In a 3-2 decision, the Appellate Justices upheld the Nov. 26, 1993 conviction of Joy Wosu, now 36, on 66 counts of rape, sodomy and child endangerment and the prison term she got from Senior County Judge Rose D. LaMendola on Jan. 18, 1994.
Ms. Wosu, a former U.S. Department of Veterans Affairs office worker, and two men, Domenic Emeka Okongwu, now 44, and his cousin, Louis Eze, now 34, were all convicted of abusing the girls. Separate appeals for Okongwu and Eze are pending before the Rochester court.
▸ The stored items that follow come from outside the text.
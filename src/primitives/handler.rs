//! The persistence and authentication seam implemented by the host.
//!
//! The protocol core never touches storage directly. Every lookup, creation
//! and consumption of clients, grants and tokens goes through a single
//! [`DataHandler`] implementation supplied by the host application. The core
//! may call the operations in any order but only asks for tokens after the
//! corresponding grant has been validated, and it stops calling once a
//! request has failed.
//!
//! Implementations must be safe under whatever concurrency model the host
//! server runs. The check-and-mark pair around authorization codes
//! ([`get_auth_info_by_code`] and [`mark_auth_info_used`]) is expected to be
//! atomic with respect to concurrent exchanges of the same code; a handler
//! that cannot provide this lets two clients redeem one code, which is a
//! host bug and not detectable from inside the core.
//!
//! [`DataHandler`]: trait.DataHandler.html
//! [`get_auth_info_by_code`]: trait.DataHandler.html#tymethod.get_auth_info_by_code
//! [`mark_auth_info_used`]: trait.DataHandler.html#tymethod.mark_auth_info_used
use thiserror::Error;

use super::grant::{AccessToken, AuthInfo, Client, DeviceGrant};
use super::scope::Scope;
use super::Time;

/// Failure modes of a data handler call.
///
/// `NotFound` and `Denied` are the expected protocol-relevant answers and
/// are mapped to the matching OAuth error by the calling flow. Anything the
/// host store cannot answer cleanly is `Internal`: it surfaces to the client
/// as a bare `server_error` and the contained detail is only ever logged.
#[derive(Clone, Debug, Error, PartialEq, Eq)]
pub enum HandlerError {
    /// No record matches the lookup.
    #[error("no matching record")]
    NotFound,

    /// The host rejected the operation for policy reasons.
    ///
    /// The reason is for the host's own logs; flows translate `Denied` into
    /// the appropriate error code without distinguishing causes, so that an
    /// unknown client and a wrong secret stay indistinguishable.
    #[error("denied: {0}")]
    Denied(String),

    /// The backing store failed.
    #[error("storage failure: {0}")]
    Internal(String),
}

/// Shorthand for results of data handler operations.
pub type HandlerResult<T> = Result<T, HandlerError>;

/// The capability set the host provides for persistence and authentication.
///
/// See the module documentation for ordering and atomicity expectations.
pub trait DataHandler {
    /// Authenticate a client for use of the given grant type.
    ///
    /// Secrets are opaque byte strings and must be compared in constant
    /// time. Authorization of the grant type itself is evaluated by the core
    /// from the returned record's allowed-grants set; a handler may reject
    /// earlier but then the client learns `invalid_client` rather than
    /// `unauthorized_client`.
    fn validate_client(
        &mut self, client_id: &str, client_secret: &str, grant_type: &str,
    ) -> HandlerResult<Client>;

    /// Authenticate a resource owner and return their identifier.
    fn get_user(&mut self, username: &str, password: &str) -> HandlerResult<String>;

    /// Create, or refresh, the grant record for a client/owner pair.
    ///
    /// Called with `user_id: None` for client-credentials grants. When a
    /// `redirect_uri` is given the handler mints a fresh single-use code for
    /// the record.
    fn create_or_update_auth_info(
        &mut self, client_id: &str, user_id: Option<&str>, scope: Option<&Scope>,
        redirect_uri: Option<&str>,
    ) -> HandlerResult<AuthInfo>;

    /// Look up the grant record a code was minted for.
    fn get_auth_info_by_code(&mut self, code: &str) -> HandlerResult<AuthInfo>;

    /// Look up the grant record a refresh token is attached to.
    fn get_auth_info_by_refresh_token(&mut self, refresh_token: &str) -> HandlerResult<AuthInfo>;

    /// Look up a grant record by its identifier.
    fn get_auth_info_by_id(&mut self, id: &str) -> HandlerResult<AuthInfo>;

    /// Mark the record's code as exchanged. Idempotent.
    fn mark_auth_info_used(&mut self, auth_info: &AuthInfo) -> HandlerResult<()>;

    /// Materialize an access token for the given grant record.
    ///
    /// The record passed in may carry a narrower scope than the stored one
    /// (refresh exchanges); the issued token uses the passed scope. Whether
    /// the returned token carries the retained refresh token, a rotated one,
    /// or none at all is host policy.
    fn create_or_update_access_token(&mut self, auth_info: &AuthInfo) -> HandlerResult<AccessToken>;

    /// Resolve a bearer string to the issued token.
    fn get_access_token(&mut self, token: &str) -> HandlerResult<AccessToken>;

    /// Decide whether the client may be granted the requested scope.
    fn validate_scope(&mut self, client_id: &str, scope: Option<&Scope>) -> HandlerResult<()>;

    /// Decide whether the uri is registered for the client.
    fn validate_redirect_uri(&mut self, client_id: &str, redirect_uri: &str) -> HandlerResult<()>;

    /// Mint a `device_code`/`user_code` pair bound to the client and scope.
    fn create_device_grant(
        &mut self, client_id: &str, scope: Option<&Scope>,
    ) -> HandlerResult<DeviceGrant>;

    /// Look up a device grant by its device code.
    fn get_device_grant(&mut self, device_code: &str) -> HandlerResult<DeviceGrant>;

    /// Record that the device polled at the given instant.
    fn record_device_poll(&mut self, device_code: &str, now: Time) -> HandlerResult<()>;

    /// Mark an approved device grant as exchanged. Idempotent.
    fn consume_device_grant(&mut self, device_code: &str) -> HandlerResult<()>;
}

impl<'a, H: DataHandler + ?Sized> DataHandler for &'a mut H {
    fn validate_client(
        &mut self, client_id: &str, client_secret: &str, grant_type: &str,
    ) -> HandlerResult<Client> {
        (**self).validate_client(client_id, client_secret, grant_type)
    }

    fn get_user(&mut self, username: &str, password: &str) -> HandlerResult<String> {
        (**self).get_user(username, password)
    }

    fn create_or_update_auth_info(
        &mut self, client_id: &str, user_id: Option<&str>, scope: Option<&Scope>,
        redirect_uri: Option<&str>,
    ) -> HandlerResult<AuthInfo> {
        (**self).create_or_update_auth_info(client_id, user_id, scope, redirect_uri)
    }

    fn get_auth_info_by_code(&mut self, code: &str) -> HandlerResult<AuthInfo> {
        (**self).get_auth_info_by_code(code)
    }

    fn get_auth_info_by_refresh_token(&mut self, refresh_token: &str) -> HandlerResult<AuthInfo> {
        (**self).get_auth_info_by_refresh_token(refresh_token)
    }

    fn get_auth_info_by_id(&mut self, id: &str) -> HandlerResult<AuthInfo> {
        (**self).get_auth_info_by_id(id)
    }

    fn mark_auth_info_used(&mut self, auth_info: &AuthInfo) -> HandlerResult<()> {
        (**self).mark_auth_info_used(auth_info)
    }

    fn create_or_update_access_token(&mut self, auth_info: &AuthInfo) -> HandlerResult<AccessToken> {
        (**self).create_or_update_access_token(auth_info)
    }

    fn get_access_token(&mut self, token: &str) -> HandlerResult<AccessToken> {
        (**self).get_access_token(token)
    }

    fn validate_scope(&mut self, client_id: &str, scope: Option<&Scope>) -> HandlerResult<()> {
        (**self).validate_scope(client_id, scope)
    }

    fn validate_redirect_uri(&mut self, client_id: &str, redirect_uri: &str) -> HandlerResult<()> {
        (**self).validate_redirect_uri(client_id, redirect_uri)
    }

    fn create_device_grant(
        &mut self, client_id: &str, scope: Option<&Scope>,
    ) -> HandlerResult<DeviceGrant> {
        (**self).create_device_grant(client_id, scope)
    }

    fn get_device_grant(&mut self, device_code: &str) -> HandlerResult<DeviceGrant> {
        (**self).get_device_grant(device_code)
    }

    fn record_device_poll(&mut self, device_code: &str, now: Time) -> HandlerResult<()> {
        (**self).record_device_poll(device_code, now)
    }

    fn consume_device_grant(&mut self, device_code: &str) -> HandlerResult<()> {
        (**self).consume_device_grant(device_code)
    }
}

impl<H: DataHandler + ?Sized> DataHandler for Box<H> {
    fn validate_client(
        &mut self, client_id: &str, client_secret: &str, grant_type: &str,
    ) -> HandlerResult<Client> {
        (**self).validate_client(client_id, client_secret, grant_type)
    }

    fn get_user(&mut self, username: &str, password: &str) -> HandlerResult<String> {
        (**self).get_user(username, password)
    }

    fn create_or_update_auth_info(
        &mut self, client_id: &str, user_id: Option<&str>, scope: Option<&Scope>,
        redirect_uri: Option<&str>,
    ) -> HandlerResult<AuthInfo> {
        (**self).create_or_update_auth_info(client_id, user_id, scope, redirect_uri)
    }

    fn get_auth_info_by_code(&mut self, code: &str) -> HandlerResult<AuthInfo> {
        (**self).get_auth_info_by_code(code)
    }

    fn get_auth_info_by_refresh_token(&mut self, refresh_token: &str) -> HandlerResult<AuthInfo> {
        (**self).get_auth_info_by_refresh_token(refresh_token)
    }

    fn get_auth_info_by_id(&mut self, id: &str) -> HandlerResult<AuthInfo> {
        (**self).get_auth_info_by_id(id)
    }

    fn mark_auth_info_used(&mut self, auth_info: &AuthInfo) -> HandlerResult<()> {
        (**self).mark_auth_info_used(auth_info)
    }

    fn create_or_update_access_token(&mut self, auth_info: &AuthInfo) -> HandlerResult<AccessToken> {
        (**self).create_or_update_access_token(auth_info)
    }

    fn get_access_token(&mut self, token: &str) -> HandlerResult<AccessToken> {
        (**self).get_access_token(token)
    }

    fn validate_scope(&mut self, client_id: &str, scope: Option<&Scope>) -> HandlerResult<()> {
        (**self).validate_scope(client_id, scope)
    }

    fn validate_redirect_uri(&mut self, client_id: &str, redirect_uri: &str) -> HandlerResult<()> {
        (**self).validate_redirect_uri(client_id, redirect_uri)
    }

    fn create_device_grant(
        &mut self, client_id: &str, scope: Option<&Scope>,
    ) -> HandlerResult<DeviceGrant> {
        (**self).create_device_grant(client_id, scope)
    }

    fn get_device_grant(&mut self, device_code: &str) -> HandlerResult<DeviceGrant> {
        (**self).get_device_grant(device_code)
    }

    fn record_device_poll(&mut self, device_code: &str, now: Time) -> HandlerResult<()> {
        (**self).record_device_poll(device_code, now)
    }

    fn consume_device_grant(&mut self, device_code: &str) -> HandlerResult<()> {
        (**self).consume_device_grant(device_code)
    }
}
Based on a hearing two months ago, Presiding Justice M. Dolores Denman and Justices John F. Lawton and Richard C. Wesley upheld the conviction and the sentence of Ms. Wosu. Appellate Justices John P. Balio and David O. Boehm said they would have granted her a new trial based on what they found to be confusion among jurors about the dates on which the girls were molested.
Joel L. Daniels, Ms. Wosu's attorney, said he will ask the Court of Appeals in Albany to review the case.
Judge LaMendola imposed 25- to 50-year prison terms on the two men, both Nigerian citizens.
The judge gave Ms. Wosu, a Seventh Street resident, a 25-year prison term.
Following a three-week jury trial, Okongwu, Eze and Ms. Wosu were convicted of sexually assaulting the girls in Okongwu's Debra Lane home on Thanksgiving Day 1991.
Okongwu, a former Nigerian Army officer and Buffalo public school history teacher, and Eze, a Niagara Falls commercial chemist, were also convicted of sexually assaulting the girls in Okongwu's home on other occasions in June and September 1991.
Ms. Wosu, a naturalized U.S. citizen who was born in Nigeria, testified at her trial that she had nothing to do with molesting the girls and was not even present in Okongwu's flat on the date she is accused of sexually assaulting them.
Prosecutor Kimberly Phelan Kelsey, who handled the Wosu appeal for the Erie County district attorney's office, said the victims were the daughters of a woman who had to return to Nigeria for medical reasons after they were born. They were taken into a Buffalo foster home and Okongwu gained access to the girls, whose family he knew, through Family Court proceedings in 1991, Ms. Kelsey said.
The girls' foster mother reported the abuse after she found the girls imitating a sex act in her Buffalo home and they told her that was what Okongwu "does to us," Ms. Kelsey said.
The men will be deported after serving their sentences, she said.